Segment Start: RAW DATA

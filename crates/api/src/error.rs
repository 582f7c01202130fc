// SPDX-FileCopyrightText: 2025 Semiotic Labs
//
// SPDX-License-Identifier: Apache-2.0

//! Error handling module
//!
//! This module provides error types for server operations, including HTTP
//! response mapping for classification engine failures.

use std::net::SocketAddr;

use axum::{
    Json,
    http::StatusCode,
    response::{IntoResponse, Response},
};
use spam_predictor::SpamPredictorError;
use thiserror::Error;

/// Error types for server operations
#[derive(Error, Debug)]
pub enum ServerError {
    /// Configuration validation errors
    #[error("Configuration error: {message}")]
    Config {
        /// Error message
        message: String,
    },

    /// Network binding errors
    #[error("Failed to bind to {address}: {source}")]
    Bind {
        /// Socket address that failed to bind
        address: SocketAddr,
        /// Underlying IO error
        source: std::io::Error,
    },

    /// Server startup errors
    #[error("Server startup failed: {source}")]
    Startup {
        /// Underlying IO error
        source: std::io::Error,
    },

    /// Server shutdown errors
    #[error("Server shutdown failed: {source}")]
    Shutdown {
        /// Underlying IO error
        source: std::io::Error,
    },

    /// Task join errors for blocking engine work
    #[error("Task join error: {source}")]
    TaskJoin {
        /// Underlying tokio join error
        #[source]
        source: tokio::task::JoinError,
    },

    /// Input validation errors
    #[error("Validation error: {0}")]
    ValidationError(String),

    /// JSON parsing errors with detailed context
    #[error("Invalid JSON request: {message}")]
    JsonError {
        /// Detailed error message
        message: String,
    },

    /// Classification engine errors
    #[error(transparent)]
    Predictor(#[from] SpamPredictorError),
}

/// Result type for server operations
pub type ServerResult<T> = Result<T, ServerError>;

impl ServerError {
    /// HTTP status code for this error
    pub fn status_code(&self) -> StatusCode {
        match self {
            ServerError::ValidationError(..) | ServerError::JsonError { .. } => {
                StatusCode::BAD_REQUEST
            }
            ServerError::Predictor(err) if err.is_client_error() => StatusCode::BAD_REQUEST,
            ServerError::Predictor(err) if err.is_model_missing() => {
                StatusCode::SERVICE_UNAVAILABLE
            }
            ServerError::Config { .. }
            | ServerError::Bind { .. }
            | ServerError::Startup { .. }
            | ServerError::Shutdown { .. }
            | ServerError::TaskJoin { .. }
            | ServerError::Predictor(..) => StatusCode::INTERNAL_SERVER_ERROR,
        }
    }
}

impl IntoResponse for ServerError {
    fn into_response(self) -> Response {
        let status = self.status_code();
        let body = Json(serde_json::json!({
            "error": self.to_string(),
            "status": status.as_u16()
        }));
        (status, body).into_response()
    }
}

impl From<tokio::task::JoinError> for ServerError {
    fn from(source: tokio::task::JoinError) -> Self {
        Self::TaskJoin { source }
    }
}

Segment End: RAW DATA
Segment Start: RAW DATA

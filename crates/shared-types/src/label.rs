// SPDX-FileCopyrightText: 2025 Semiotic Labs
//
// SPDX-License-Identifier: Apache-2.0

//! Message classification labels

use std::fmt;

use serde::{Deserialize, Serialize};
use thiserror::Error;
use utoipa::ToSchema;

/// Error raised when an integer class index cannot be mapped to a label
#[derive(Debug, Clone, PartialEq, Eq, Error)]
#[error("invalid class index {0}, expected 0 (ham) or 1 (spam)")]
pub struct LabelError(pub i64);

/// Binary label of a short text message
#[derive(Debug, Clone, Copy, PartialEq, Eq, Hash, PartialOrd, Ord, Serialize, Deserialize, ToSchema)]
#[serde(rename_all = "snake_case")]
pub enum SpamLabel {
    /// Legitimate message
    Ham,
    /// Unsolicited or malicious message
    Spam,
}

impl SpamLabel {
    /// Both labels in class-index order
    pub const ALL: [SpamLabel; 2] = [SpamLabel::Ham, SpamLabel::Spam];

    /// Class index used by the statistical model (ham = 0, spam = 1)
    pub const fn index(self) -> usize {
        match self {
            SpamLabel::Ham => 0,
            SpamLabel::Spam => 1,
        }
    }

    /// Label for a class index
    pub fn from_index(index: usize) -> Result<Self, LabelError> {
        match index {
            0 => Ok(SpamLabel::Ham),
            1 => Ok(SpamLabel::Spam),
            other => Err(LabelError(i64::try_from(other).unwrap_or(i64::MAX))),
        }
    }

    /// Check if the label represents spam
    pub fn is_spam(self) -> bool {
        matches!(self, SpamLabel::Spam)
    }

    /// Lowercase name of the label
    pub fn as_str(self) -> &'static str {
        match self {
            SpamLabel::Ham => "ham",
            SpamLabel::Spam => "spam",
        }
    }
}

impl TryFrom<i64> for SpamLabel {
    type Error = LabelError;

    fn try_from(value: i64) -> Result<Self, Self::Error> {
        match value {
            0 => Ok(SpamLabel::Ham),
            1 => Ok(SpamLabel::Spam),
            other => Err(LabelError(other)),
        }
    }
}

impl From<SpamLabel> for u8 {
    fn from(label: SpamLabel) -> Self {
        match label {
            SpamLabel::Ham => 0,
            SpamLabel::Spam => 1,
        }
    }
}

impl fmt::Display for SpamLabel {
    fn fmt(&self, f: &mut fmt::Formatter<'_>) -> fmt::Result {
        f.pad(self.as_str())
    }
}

Segment End: RAW DATA
Segment Start: RAW DATA

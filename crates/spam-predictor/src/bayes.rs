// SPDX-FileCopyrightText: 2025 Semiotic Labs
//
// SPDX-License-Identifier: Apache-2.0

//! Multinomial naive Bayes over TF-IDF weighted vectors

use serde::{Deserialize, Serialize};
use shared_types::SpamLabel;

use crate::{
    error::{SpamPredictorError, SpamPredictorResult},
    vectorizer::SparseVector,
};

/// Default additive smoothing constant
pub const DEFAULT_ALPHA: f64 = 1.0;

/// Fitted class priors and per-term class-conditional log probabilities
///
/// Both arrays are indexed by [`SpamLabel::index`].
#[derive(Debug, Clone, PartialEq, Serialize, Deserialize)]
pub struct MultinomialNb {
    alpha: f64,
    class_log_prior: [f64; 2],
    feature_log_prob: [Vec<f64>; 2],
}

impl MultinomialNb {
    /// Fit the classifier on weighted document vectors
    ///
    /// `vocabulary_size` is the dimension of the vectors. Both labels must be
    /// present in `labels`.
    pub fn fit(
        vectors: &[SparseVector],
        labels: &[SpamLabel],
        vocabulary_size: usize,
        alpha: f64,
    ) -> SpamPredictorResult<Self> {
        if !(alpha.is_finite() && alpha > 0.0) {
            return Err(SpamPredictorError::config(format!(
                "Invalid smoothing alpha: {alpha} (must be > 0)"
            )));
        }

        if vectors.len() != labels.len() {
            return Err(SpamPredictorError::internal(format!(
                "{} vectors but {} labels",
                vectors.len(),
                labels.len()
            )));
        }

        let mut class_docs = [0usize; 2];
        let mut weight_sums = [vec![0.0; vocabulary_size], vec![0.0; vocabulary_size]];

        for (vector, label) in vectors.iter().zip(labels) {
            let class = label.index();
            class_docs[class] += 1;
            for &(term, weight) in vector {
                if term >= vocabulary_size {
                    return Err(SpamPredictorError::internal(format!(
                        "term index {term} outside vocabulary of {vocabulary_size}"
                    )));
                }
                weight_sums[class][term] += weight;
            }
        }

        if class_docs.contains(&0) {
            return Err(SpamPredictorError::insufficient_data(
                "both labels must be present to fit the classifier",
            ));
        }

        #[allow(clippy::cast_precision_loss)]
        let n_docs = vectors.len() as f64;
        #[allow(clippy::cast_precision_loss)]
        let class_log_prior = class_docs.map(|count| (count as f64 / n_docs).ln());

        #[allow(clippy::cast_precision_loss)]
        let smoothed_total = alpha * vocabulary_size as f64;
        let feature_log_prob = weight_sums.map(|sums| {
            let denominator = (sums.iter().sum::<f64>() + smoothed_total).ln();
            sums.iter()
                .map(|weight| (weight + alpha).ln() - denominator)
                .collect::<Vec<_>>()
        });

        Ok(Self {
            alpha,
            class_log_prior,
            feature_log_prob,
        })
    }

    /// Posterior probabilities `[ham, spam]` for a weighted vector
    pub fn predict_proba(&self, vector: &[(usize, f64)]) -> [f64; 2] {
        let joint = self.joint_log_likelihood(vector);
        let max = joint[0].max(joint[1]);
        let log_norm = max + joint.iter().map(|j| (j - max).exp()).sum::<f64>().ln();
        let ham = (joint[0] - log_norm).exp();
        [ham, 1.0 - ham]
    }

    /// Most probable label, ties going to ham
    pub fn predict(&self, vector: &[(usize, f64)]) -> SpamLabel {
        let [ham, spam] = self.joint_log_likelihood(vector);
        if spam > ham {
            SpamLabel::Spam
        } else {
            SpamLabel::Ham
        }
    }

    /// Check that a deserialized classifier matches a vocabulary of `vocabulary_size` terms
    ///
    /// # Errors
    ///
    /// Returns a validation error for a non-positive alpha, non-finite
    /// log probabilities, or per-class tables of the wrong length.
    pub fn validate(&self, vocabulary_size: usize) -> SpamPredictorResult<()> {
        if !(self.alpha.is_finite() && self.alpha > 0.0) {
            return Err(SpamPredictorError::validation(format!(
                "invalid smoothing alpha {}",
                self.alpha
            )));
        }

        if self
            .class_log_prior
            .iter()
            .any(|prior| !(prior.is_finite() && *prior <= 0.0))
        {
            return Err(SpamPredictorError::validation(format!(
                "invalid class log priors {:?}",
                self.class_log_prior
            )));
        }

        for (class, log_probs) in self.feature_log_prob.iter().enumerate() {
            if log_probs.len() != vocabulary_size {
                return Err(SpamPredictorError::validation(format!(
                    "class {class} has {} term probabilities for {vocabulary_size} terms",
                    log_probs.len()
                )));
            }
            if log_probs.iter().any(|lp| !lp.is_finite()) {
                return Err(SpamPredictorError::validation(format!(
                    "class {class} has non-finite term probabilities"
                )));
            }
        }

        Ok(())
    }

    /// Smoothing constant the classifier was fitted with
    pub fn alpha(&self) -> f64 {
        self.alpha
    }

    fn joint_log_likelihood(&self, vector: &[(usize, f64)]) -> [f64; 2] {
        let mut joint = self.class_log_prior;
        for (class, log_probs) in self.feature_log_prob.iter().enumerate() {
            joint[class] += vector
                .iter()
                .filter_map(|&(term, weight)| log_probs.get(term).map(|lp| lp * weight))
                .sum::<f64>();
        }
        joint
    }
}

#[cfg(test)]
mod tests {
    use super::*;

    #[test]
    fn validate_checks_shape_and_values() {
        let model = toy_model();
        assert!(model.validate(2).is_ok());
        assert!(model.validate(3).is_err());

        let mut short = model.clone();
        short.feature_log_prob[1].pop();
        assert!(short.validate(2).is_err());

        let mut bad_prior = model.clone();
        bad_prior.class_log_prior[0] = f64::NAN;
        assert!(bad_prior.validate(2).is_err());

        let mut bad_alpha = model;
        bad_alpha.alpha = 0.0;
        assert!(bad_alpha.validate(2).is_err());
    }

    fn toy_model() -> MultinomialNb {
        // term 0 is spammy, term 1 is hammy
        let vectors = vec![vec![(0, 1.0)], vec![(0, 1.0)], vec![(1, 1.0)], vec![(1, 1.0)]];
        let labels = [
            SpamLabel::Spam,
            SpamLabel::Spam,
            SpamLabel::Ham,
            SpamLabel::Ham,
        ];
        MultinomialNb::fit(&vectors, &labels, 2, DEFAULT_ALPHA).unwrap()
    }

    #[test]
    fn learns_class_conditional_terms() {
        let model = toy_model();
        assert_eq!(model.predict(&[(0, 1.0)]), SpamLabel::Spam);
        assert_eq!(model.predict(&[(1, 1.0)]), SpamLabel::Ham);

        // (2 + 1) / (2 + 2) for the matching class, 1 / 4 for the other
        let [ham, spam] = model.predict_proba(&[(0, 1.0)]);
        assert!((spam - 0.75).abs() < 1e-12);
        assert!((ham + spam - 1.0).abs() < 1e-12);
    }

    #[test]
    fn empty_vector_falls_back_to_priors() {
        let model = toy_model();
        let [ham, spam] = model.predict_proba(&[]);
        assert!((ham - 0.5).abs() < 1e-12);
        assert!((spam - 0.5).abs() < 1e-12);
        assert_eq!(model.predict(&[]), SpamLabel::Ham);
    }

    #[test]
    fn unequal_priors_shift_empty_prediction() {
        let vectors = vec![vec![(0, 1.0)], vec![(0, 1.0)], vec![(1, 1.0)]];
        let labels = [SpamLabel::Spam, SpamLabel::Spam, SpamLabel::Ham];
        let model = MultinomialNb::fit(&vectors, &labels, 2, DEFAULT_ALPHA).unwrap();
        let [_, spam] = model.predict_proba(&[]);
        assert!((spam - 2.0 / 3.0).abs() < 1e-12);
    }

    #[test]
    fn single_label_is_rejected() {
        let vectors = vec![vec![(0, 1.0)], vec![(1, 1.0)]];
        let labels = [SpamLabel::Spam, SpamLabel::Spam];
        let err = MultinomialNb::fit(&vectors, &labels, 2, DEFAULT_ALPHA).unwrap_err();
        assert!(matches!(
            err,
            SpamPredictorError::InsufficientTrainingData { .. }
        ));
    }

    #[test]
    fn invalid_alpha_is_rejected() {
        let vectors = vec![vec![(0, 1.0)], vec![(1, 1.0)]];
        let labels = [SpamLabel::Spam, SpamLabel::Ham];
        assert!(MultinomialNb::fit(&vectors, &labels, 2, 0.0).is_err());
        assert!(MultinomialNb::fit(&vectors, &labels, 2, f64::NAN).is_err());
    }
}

Segment End: RAW DATA

▶ TO DO
Please give back, exactly as it stands above, the stretch from the line with "if term >= vocabulary_size" through the line with "non-positive alpha, non-finite", and no line outside it.

▶ EXPECTED ANSWER
                if term >= vocabulary_size {
                    return Err(SpamPredictorError::internal(format!(
                        "term index {term} outside vocabulary of {vocabulary_size}"
                    )));
                }
                weight_sums[class][term] += weight;
            }
        }

        if class_docs.contains(&0) {
            return Err(SpamPredictorError::insufficient_data(
                "both labels must be present to fit the classifier",
            ));
        }

        #[allow(clippy::cast_precision_loss)]
        let n_docs = vectors.len() as f64;
        #[allow(clippy::cast_precision_loss)]
        let class_log_prior = class_docs.map(|count| (count as f64 / n_docs).ln());

        #[allow(clippy::cast_precision_loss)]
        let smoothed_total = alpha * vocabulary_size as f64;
        let feature_log_prob = weight_sums.map(|sums| {
            let denominator = (sums.iter().sum::<f64>() + smoothed_total).ln();
            sums.iter()
                .map(|weight| (weight + alpha).ln() - denominator)
                .collect::<Vec<_>>()
        });

        Ok(Self {
            alpha,
            class_log_prior,
            feature_log_prob,
        })
    }

    /// Posterior probabilities `[ham, spam]` for a weighted vector
    pub fn predict_proba(&self, vector: &[(usize, f64)]) -> [f64; 2] {
        let joint = self.joint_log_likelihood(vector);
        let max = joint[0].max(joint[1]);
        let log_norm = max + joint.iter().map(|j| (j - max).exp()).sum::<f64>().ln();
        let ham = (joint[0] - log_norm).exp();
        [ham, 1.0 - ham]
    }

    /// Most probable label, ties going to ham
    pub fn predict(&self, vector: &[(usize, f64)]) -> SpamLabel {
        let [ham, spam] = self.joint_log_likelihood(vector);
        if spam > ham {
            SpamLabel::Spam
        } else {
            SpamLabel::Ham
        }
    }

    /// Check that a deserialized classifier matches a vocabulary of `vocabulary_size` terms
    ///
    /// # Errors
    ///
    /// Returns a validation error for a non-positive alpha, non-finite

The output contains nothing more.